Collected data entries
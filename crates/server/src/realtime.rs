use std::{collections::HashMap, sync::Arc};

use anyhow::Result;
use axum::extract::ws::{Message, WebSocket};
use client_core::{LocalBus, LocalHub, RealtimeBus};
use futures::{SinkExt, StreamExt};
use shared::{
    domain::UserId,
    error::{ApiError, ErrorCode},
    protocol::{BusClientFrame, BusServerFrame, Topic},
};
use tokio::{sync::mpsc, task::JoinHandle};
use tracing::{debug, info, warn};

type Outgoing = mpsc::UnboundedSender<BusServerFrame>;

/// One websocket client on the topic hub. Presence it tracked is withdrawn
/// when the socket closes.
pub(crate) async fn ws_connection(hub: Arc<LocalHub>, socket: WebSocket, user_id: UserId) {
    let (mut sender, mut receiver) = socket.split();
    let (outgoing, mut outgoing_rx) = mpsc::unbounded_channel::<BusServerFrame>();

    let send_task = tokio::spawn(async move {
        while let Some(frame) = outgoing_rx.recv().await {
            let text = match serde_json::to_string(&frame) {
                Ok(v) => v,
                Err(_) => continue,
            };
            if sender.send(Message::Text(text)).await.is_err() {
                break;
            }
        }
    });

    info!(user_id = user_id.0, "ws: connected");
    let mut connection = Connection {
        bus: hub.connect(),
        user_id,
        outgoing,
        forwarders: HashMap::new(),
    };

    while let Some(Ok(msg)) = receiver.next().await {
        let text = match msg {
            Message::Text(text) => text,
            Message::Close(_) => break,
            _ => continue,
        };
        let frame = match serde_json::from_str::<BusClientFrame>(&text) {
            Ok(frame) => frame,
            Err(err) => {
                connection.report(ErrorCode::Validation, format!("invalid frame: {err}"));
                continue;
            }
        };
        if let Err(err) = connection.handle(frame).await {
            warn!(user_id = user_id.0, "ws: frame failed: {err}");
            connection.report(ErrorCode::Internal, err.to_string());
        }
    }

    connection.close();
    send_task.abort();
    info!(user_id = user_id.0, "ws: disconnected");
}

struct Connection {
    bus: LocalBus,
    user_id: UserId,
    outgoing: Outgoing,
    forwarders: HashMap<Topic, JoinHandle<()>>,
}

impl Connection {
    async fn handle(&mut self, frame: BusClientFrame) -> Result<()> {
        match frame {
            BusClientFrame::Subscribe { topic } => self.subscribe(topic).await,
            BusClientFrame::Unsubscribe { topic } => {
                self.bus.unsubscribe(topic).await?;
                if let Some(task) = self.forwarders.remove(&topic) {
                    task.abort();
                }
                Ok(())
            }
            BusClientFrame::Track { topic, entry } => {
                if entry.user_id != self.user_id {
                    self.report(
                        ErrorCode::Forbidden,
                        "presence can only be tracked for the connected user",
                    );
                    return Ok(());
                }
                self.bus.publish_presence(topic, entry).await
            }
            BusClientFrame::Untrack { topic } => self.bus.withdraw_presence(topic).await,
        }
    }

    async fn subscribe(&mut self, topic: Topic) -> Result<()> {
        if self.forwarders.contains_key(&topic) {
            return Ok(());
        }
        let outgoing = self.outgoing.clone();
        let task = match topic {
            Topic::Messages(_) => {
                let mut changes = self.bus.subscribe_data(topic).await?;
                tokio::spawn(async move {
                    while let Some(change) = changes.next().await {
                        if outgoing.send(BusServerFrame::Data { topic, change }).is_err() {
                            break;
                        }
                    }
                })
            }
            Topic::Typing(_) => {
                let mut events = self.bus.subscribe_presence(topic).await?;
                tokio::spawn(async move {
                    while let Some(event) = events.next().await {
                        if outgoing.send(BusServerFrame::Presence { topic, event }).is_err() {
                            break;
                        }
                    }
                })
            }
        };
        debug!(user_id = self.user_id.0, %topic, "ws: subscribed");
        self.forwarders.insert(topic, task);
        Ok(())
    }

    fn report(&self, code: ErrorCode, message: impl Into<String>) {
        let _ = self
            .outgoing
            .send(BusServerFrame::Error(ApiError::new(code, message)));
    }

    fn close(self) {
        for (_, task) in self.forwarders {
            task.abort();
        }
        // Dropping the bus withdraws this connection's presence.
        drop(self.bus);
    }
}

= Your goal =
Retrieve each line from the records above where the word "ErrorCode" occurs.

= Reply =
    error::{ApiError, ErrorCode},
                connection.report(ErrorCode::Validation, format!("invalid frame: {err}"));
            connection.report(ErrorCode::Internal, err.to_string());
                        ErrorCode::Forbidden,
    fn report(&self, code: ErrorCode, message: impl Into<String>) {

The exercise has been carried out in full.